José Veiga, known as José J. Veiga (February 2, 1915 – September 19, 1999), was a Brazilian writer. His writings are often classified within the magical realism genre, although he denied the label; his books deal with social and political criticism, with lyrical overtones.

== Biography ==
Veiga was born in 1915 at Fazenda Morro Grande, a farm near Corumbá de Goiás. At age 20, he established himself in Rio de Janeiro where, among other jobs, worked as locutor of the currently defunct Rádio Guanabara. In 1941 he graduated in Law at Faculdade Nacional de Direito. From 1945 until 1949 Veiga lived in London, as commentator and translator for the Portuguese broadcasts of BBC World Service. Returning to Brazil, he worked as journalist in the newspapers O Globo and Tribuna da Imprensa. He was also translator and editor of the Brazilian edition of Reader's Digest and coordinated the publishing department of the Getúlio Vargas Foundation.

Veiga affirmed to have chosen his literary name thanks to the help of João Guimarães Rosa who suggested it to him to add a "J", from "Jacinto", Veiga's mother surname, shortly before the publication in 1959 of Os cavalinhos of Platiplanto, his first book edited. The same year, the book won the Fábio Prado Award.

His works have been published in the United States, England, Mexico, Spain, Denmark, Sweden, Norway and Portugal. In 1997, he won the Machado of Assis Prize for lifetime achievement, awarded by the Brazilian Academy of Letters.

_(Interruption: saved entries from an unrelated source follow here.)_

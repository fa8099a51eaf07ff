//! Tentative transitions over tracked entity lists.
//!
//! A mutation is committed locally first and confirmed or rolled back once
//! the remote call returns. Each list carries a revision, bumped on every
//! local change, and each touched entity remembers the revision of the last
//! transition that touched it. Rollback uses them to decide how much to undo:
//!
//! * revision unchanged since the commit: restore the whole snapshot;
//! * otherwise: revert only the entities this transition still owns, so that
//!   newer overlapping mutations survive. Entities owned by a newer
//!   transition are reverted when that one unwinds too.

use std::{
    collections::{HashMap, HashSet},
    sync::atomic::{AtomicU64, Ordering},
};

use db::models::{comment::Comment, subtask::Subtask, task::Task};

/// Revisions are unique across all lists, so a list rebuilt by a reload or
/// a logout never matches a transition taken on its predecessor.
fn next_revision() -> u64 {
    static REVISION: AtomicU64 = AtomicU64::new(1);
    REVISION.fetch_add(1, Ordering::Relaxed)
}

pub trait Entity: Clone + PartialEq + Send + Sync + 'static {
    fn id(&self) -> &str;
}

impl Entity for Task {
    fn id(&self) -> &str {
        &self.id
    }
}

impl Entity for Subtask {
    fn id(&self) -> &str {
        &self.id
    }
}

impl Entity for Comment {
    fn id(&self) -> &str {
        &self.id
    }
}

/// Child collections are fetched on demand.
#[derive(Debug, Clone, PartialEq, Default)]
pub enum Loadable<T> {
    #[default]
    NotLoaded,
    Loading,
    Loaded(T),
}

impl<T> Loadable<T> {
    pub fn is_loaded(&self) -> bool {
        matches!(self, Self::Loaded(_))
    }

    pub fn loaded(&self) -> Option<&T> {
        match self {
            Self::Loaded(value) => Some(value),
            _ => None,
        }
    }

    pub fn map<U>(&self, f: impl FnOnce(&T) -> U) -> Loadable<U> {
        match self {
            Self::NotLoaded => Loadable::NotLoaded,
            Self::Loading => Loadable::Loading,
            Self::Loaded(value) => Loadable::Loaded(f(value)),
        }
    }
}

#[derive(Debug, Clone, PartialEq)]
pub struct TrackedList<T> {
    items: Vec<T>,
    revision: u64,
    versions: HashMap<String, u64>,
    pending: HashSet<String>,
    orphaned: HashMap<String, Vec<Orphan<T>>>,
}

/// Undo of a failed transition that no longer owned the entity when it
/// failed. Applied once the owning transitions unwind back to it.
#[derive(Debug, Clone, PartialEq)]
struct Orphan<T> {
    revision: u64,
    entry: Option<(usize, T)>,
    prior: Option<u64>,
}

impl<T> Default for TrackedList<T> {
    fn default() -> Self {
        Self {
            items: Vec::new(),
            revision: 0,
            versions: HashMap::new(),
            pending: HashSet::new(),
            orphaned: HashMap::new(),
        }
    }
}

/// What a committed transition needs to undo itself.
#[derive(Debug)]
#[must_use]
pub struct Transition<T> {
    snapshot: Vec<T>,
    revision: u64,
    touched: Vec<String>,
    prior_versions: Vec<Option<u64>>,
    created: Option<String>,
}

impl<T> Transition<T> {
    pub fn revision(&self) -> u64 {
        self.revision
    }
}

/// Kind of local change a transition makes.
#[derive(Debug, Clone, PartialEq, Eq)]
pub enum Change {
    /// Entities with these ids are updated, moved or removed.
    Touch(Vec<String>),
    /// A new entity with this local id is inserted.
    Create(String),
}

impl<T: Entity> TrackedList<T> {
    pub fn new(items: Vec<T>) -> Self {
        Self {
            items,
            ..Self::default()
        }
    }

    pub fn items(&self) -> &[T] {
        &self.items
    }

    pub fn get(&self, id: &str) -> Option<&T> {
        self.items.iter().find(|item| item.id() == id)
    }

    pub fn position(&self, id: &str) -> Option<usize> {
        self.items.iter().position(|item| item.id() == id)
    }

    /// The entity was created locally and its insert is still in flight.
    pub fn is_pending(&self, id: &str) -> bool {
        self.pending.contains(id)
    }

    /// Replaces the content after a fetch. Drafts whose insert is still in
    /// flight stay at the end, owned by their create transition.
    pub fn reload(&mut self, items: Vec<T>) {
        let drafts: Vec<T> = self
            .items
            .iter()
            .filter(|item| {
                self.pending.contains(item.id())
                    && !items.iter().any(|fetched| fetched.id() == item.id())
            })
            .cloned()
            .collect();
        self.items = items;
        self.items.extend(drafts);
        self.revision = next_revision();
        let pending = &self.pending;
        self.versions.retain(|id, _| pending.contains(id));
        self.orphaned.clear();
    }

    /// Replaces the content wholesale, dropping drafts too.
    pub fn replace_all(&mut self, items: Vec<T>) {
        self.items = items;
        self.revision = next_revision();
        self.versions.clear();
        self.pending.clear();
        self.orphaned.clear();
    }

    /// Installs `next` as the current content and returns the transition that
    /// can undo it.
    pub fn commit(&mut self, next: Vec<T>, change: Change) -> Transition<T> {
        let snapshot = std::mem::replace(&mut self.items, next);
        self.revision = next_revision();

        let (touched, created) = match change {
            Change::Touch(ids) => (ids, None),
            Change::Create(id) => {
                self.pending.insert(id.clone());
                (vec![id.clone()], Some(id))
            }
        };
        let prior_versions = touched
            .iter()
            .map(|id| self.versions.insert(id.clone(), self.revision))
            .collect();

        Transition {
            snapshot,
            revision: self.revision,
            touched,
            prior_versions,
            created,
        }
    }

    /// Keeps the committed state.
    pub fn confirm(&mut self, transition: Transition<T>) {
        self.release(&transition);
    }

    /// Keeps the committed state and swaps the locally created entity for
    /// the stored one, in place.
    pub fn reconcile(&mut self, transition: Transition<T>, stored: T) {
        if let Some(local_id) = &transition.created {
            let fetched = stored.id() != local_id && self.get(stored.id()).is_some();
            match self.position(local_id) {
                // A reload already brought in the stored row.
                Some(index) if fetched => {
                    self.items.remove(index);
                }
                Some(index) => self.items[index] = stored,
                None => tracing::debug!(local_id, "created entity gone before confirmation"),
            }
            self.revision = next_revision();
        }
        self.release(&transition);
    }

    pub fn rollback(&mut self, transition: Transition<T>) {
        let Transition {
            snapshot,
            revision,
            touched,
            prior_versions,
            created,
        } = transition;

        if self.revision == revision {
            self.items = snapshot;
            for (id, prior) in touched.iter().zip(prior_versions) {
                self.settle(id, prior);
            }
        } else {
            for (id, prior) in touched.iter().zip(prior_versions) {
                let entry = snapshot
                    .iter()
                    .position(|item| item.id() == id)
                    .map(|index| (index, snapshot[index].clone()));
                match self.versions.get(id) {
                    Some(&owner) if owner == revision => {}
                    Some(_) => {
                        // A newer transition owns the entity; undo once it unwinds.
                        self.orphaned.entry(id.clone()).or_default().push(Orphan {
                            revision,
                            entry,
                            prior,
                        });
                        continue;
                    }
                    // Superseded by a confirmed write or a reload.
                    None => continue,
                }
                self.put(id, entry);
                self.settle(id, prior);
            }
        }
        self.revision = next_revision();

        if let Some(local_id) = &created {
            self.pending.remove(local_id);
        }
    }

    /// Hands ownership of `id` back to `prior`, applying the undo of any
    /// failed transition it leads to.
    fn settle(&mut self, id: &str, mut prior: Option<u64>) {
        while let Some(version) = prior {
            let Some(orphan) = self.take_orphan(id, version) else {
                break;
            };
            self.put(id, orphan.entry);
            prior = orphan.prior;
        }
        match prior {
            Some(version) => self.versions.insert(id.to_string(), version),
            None => self.versions.remove(id),
        };
    }

    fn take_orphan(&mut self, id: &str, revision: u64) -> Option<Orphan<T>> {
        let orphans = self.orphaned.get_mut(id)?;
        let index = orphans.iter().position(|o| o.revision == revision)?;
        let orphan = orphans.swap_remove(index);
        if orphans.is_empty() {
            self.orphaned.remove(id);
        }
        Some(orphan)
    }

    /// Puts `entry` back at its recorded index (clamped), or removes the
    /// entity when it did not exist.
    fn put(&mut self, id: &str, entry: Option<(usize, T)>) {
        if let Some(index) = self.position(id) {
            self.items.remove(index);
        }
        if let Some((index, entity)) = entry {
            let index = index.min(self.items.len());
            self.items.insert(index, entity);
        }
    }

    fn release(&mut self, transition: &Transition<T>) {
        for id in &transition.touched {
            if self.versions.get(id) == Some(&transition.revision) {
                self.versions.remove(id);
            }
            // Older failed writes are superseded by this confirmed one.
            if let Some(orphans) = self.orphaned.get_mut(id) {
                orphans.retain(|o| o.revision > transition.revision);
                if orphans.is_empty() {
                    self.orphaned.remove(id);
                }
            }
        }
        if let Some(local_id) = &transition.created {
            self.pending.remove(local_id);
        }
    }
}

He died in Rio de Janeiro in 1999 from pancreatic cancer and complications caused by anemia.

== Works ==

- Os Cavalinhos de Platiplanto (1959);
- A Hora dos Ruminantes (1966);
  - English translation:The Three Trials of Manirema (translated by Pamela G. Bird); Alfred A. Knopf, 1970.
- A Máquina Extraviada (1967);
  - English translation:The Misplaced Machine and other Stories; Alfred A. Knopf, 1970.
- Sombras de Reis Barbudos (1972);
- Os Pecados da Tribo (1976);
- O Professor Burim e as Quatro Calamidades (1978);
- De Jogos e Festas (1980);
- Aquele Mundo de Vasabarros (1982);
- Torvelinho Dia e Noite (1985);
- A Casca da Serpente (1989);
- Os melhores contos de J. J. Veiga (1989);
- O Almanach de Piumhy - Restaurado por José J. Veiga (1989);
- O Risonho Cavalo do Príncipe (1993);
- O Relógio Belizário (1995);
- Tajá e Sua Gente (1997);
- Objetos Turbulentos (1997).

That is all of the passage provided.